The items ranged from crisp packets, banana skins and single-use coffee cups. The aim of this activity was to highlight the importance of minimising waste and litter, to protect the unique Biosphere Reserve that is Killarney National Park.
The plan now is to roll out a series of workshops aimed at adults with support from the National Parks and Wildlife Service.
“This is still in the very early stages,” said project lead Louise Byrne who is also the Sustainability Manager at The Killarney Park and The Ross hotels. “Why should we care?”
Byrne cited a recent article by The Guardian newspaper in Britain.
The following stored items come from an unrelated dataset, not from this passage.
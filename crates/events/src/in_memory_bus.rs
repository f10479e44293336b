//! In-memory event bus for tests/dev.

use std::sync::{mpsc, Mutex};

use crate::bus::{EventBus, Subscription};

#[derive(Debug)]
pub enum InMemoryBusError {
    /// Publish failed due to internal lock poisoning.
    Poisoned,
}

/// In-memory pub/sub bus.
///
/// - No IO / no async
/// - Best-effort fan-out
/// - At-least-once acceptable (subscribers must be idempotent)
#[derive(Debug)]
pub struct InMemoryEventBus<M> {
    subscribers: Mutex<Vec<mpsc::Sender<M>>>,
}

impl<M> InMemoryEventBus<M> {
    pub fn new() -> Self {
        Self::default()
    }
}

impl<M> Default for InMemoryEventBus<M> {
    fn default() -> Self {
        Self {
            subscribers: Mutex::new(Vec::new()),
        }
    }
}

impl<M> EventBus<M> for InMemoryEventBus<M>
where
    M: Clone + Send + 'static,
{
    type Error = InMemoryBusError;

    fn publish(&self, message: M) -> Result<(), Self::Error> {
        let mut subs = self
            .subscribers
            .lock()
            .map_err(|_| InMemoryBusError::Poisoned)?;

        // Drop any dead subscribers while publishing.
        subs.retain(|tx| tx.send(message.clone()).is_ok());

        Ok(())
    }

    fn subscribe(&self) -> Subscription<M> {
        let (tx, rx) = mpsc::channel();

        // If the lock is poisoned, we still hand out a subscription; it just
        // won't receive messages until the process restarts.
        if let Ok(mut subs) = self.subscribers.lock() {
            subs.push(tx);
        }

        Subscription::new(rx)
    }
}

#[cfg(test)]
mod tests {
    use super::*;

    #[test]
    fn fan_out_to_all_subscribers() {
        let bus: InMemoryEventBus<u32> = InMemoryEventBus::new();
        let a = bus.subscribe();
        let b = bus.subscribe();

        bus.publish(7).unwrap();

        assert_eq!(a.try_recv().unwrap(), 7);
        assert_eq!(b.try_recv().unwrap(), 7);
    }

    #[test]
    fn dropped_subscriber_is_pruned() {
        let bus: InMemoryEventBus<u32> = InMemoryEventBus::new();
        let a = bus.subscribe();
        drop(bus.subscribe());

        bus.publish(1).unwrap();
        bus.publish(2).unwrap();

        assert_eq!(a.try_recv().unwrap(), 1);
        assert_eq!(a.try_recv().unwrap(), 2);
    }
}
//! Post-commit event dispatch: user events flow to bus subscribers.

use chrono::Utc;
use uuid::Uuid;

use devplan_core::{AggregateId, AggregateRoot, UserId};
use devplan_events::{execute, Event, EventBus, EventEnvelope, InMemoryEventBus};
use devplan_users::{Email, RegisterUser, User, UserCommand, Username, VerifyEmail};

#[test]
fn committed_user_events_reach_subscribers() {
    let bus: InMemoryEventBus<EventEnvelope<devplan_users::UserEvent>> = InMemoryEventBus::new();
    let notifications = bus.subscribe();

    let user_id = UserId::new();
    let mut user = User::empty(user_id);

    let mut committed = Vec::new();
    committed.extend(
        execute(
            &mut user,
            &UserCommand::Register(RegisterUser {
                user_id,
                username: Username::new("alice").unwrap(),
                email: Email::new("alice@example.com").unwrap(),
                password_hash: "$argon2id$stub".to_string(),
                occurred_at: Utc::now(),
            }),
        )
        .unwrap(),
    );
    committed.extend(
        execute(
            &mut user,
            &UserCommand::VerifyEmail(VerifyEmail {
                user_id,
                auto_approve: true,
                occurred_at: Utc::now(),
            }),
        )
        .unwrap(),
    );

    // Store-then-publish: every committed event gets an envelope with its
    // position in the aggregate stream.
    for (offset, event) in committed.iter().enumerate() {
        let envelope = EventEnvelope::new(
            Uuid::now_v7(),
            AggregateId::from_uuid(user_id.into()),
            "users.user",
            offset as u64 + 1,
            event.clone(),
        );
        bus.publish(envelope).unwrap();
    }

    let first = notifications.try_recv().unwrap();
    assert_eq!(first.sequence_number(), 1);
    assert_eq!(first.payload().event_type(), "users.user.registered");

    let second = notifications.try_recv().unwrap();
    assert_eq!(second.sequence_number(), 2);
    assert_eq!(second.payload().event_type(), "users.user.email_verified");

    assert!(notifications.try_recv().is_err());
    assert_eq!(user.version(), 2);
}
/// Membership of a user in a project.
#[derive(Debug, Clone, PartialEq, Eq, Serialize, Deserialize)]
pub struct ProjectMembership {
    pub project_id: ProjectId,
    pub joined_at: DateTime<Utc>,
}

// ─────────────────────────────────────────────────────────────────────────────
// Aggregate
// ─────────────────────────────────────────────────────────────────────────────

/// Aggregate root: User.
#[derive(Debug, Clone, PartialEq, Eq)]
pub struct User {
    id: UserId,
    username: Option<Username>,
    email: Option<Email>,
    password_hash: String,
    role: Option<UserRole>,
    status: UserStatus,
    teams: Vec<TeamMembership>,
    projects: Vec<ProjectMembership>,
    version: u64,
    created: bool,
}

impl User {
    /// Create an empty, not-yet-registered aggregate instance for rehydration.
    pub fn empty(id: UserId) -> Self {
        Self {
            id,
            username: None,
            email: None,
            password_hash: String::new(),
            role: None,
            status: UserStatus::PendingVerification,
            teams: Vec::new(),
            projects: Vec::new(),
            version: 0,
            created: false,
        }
    }

    pub fn username(&self) -> Option<&Username> {
        self.username.as_ref()
    }

    pub fn email(&self) -> Option<&Email> {
        self.email.as_ref()
    }

    pub fn password_hash(&self) -> &str {
        &self.password_hash
    }

    pub fn role(&self) -> Option<&UserRole> {
        self.role.as_ref()
    }

    pub fn status(&self) -> UserStatus {
        self.status
    }

    pub fn teams(&self) -> &[TeamMembership] {
        &self.teams
    }

    pub fn projects(&self) -> &[ProjectMembership] {
        &self.projects
    }

    /// Whether the account may authenticate and transact.
    pub fn is_active(&self) -> bool {
        self.status == UserStatus::Active
    }

    fn ensure_created(&self) -> Result<(), DomainError> {
        if self.created {
            Ok(())
        } else {
            Err(DomainError::NotFound)
        }
    }

    fn ensure_active(&self) -> Result<(), DomainError> {
        match self.status {
            UserStatus::Active => Ok(()),
            other => Err(DomainError::invariant(format!(
                "user is {other}, must be active"
            ))),
        }
    }
}
//! Project templates domain module (event-sourced).
//!
//! Reusable project blueprints with a publish lifecycle and download
//! accounting. Deterministic domain logic only (no IO, no HTTP, no storage).

pub mod template;

pub use template::{
    ArchiveTemplate, CreateTemplate, DeleteTemplate, DownloadCount, DownloadRecorded,
    ProjectTemplate, PublishTemplate, RecordDownload, TemplateArchived, TemplateCommand,
    TemplateCreated, TemplateDeleted, TemplateEvent, TemplateId, TemplateMetadataUpdated,
    TemplatePublished, TemplateStatus, UpdateTemplateMetadata,
};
“The entire lifecycle of disposable cups, from raw material extraction to production and transportation, requires significant energy, contributing to environmental degradation. The slow decomposition of disposable cups, especially those with plastic linings, can lead to the release of microplastics into the environment and on the off chance that your disposable cup winds up in waste bound for incineration, that process can release pollutants into the air,” said a report on coffee cup waste by the Kent School of Business and published in the London newspaper.
Byrne believes there is still far too much litter, including coffee cups, ending up disposed of in the National Park and this is one of the key drivers behind the new adult education programme.
Meanwhile the scheme won two more awards this week. Eco Hero group at the Outsider Magazine gave the scheme its Eco Hero award and the scheme won the Green Transformation Award at the Green Awards.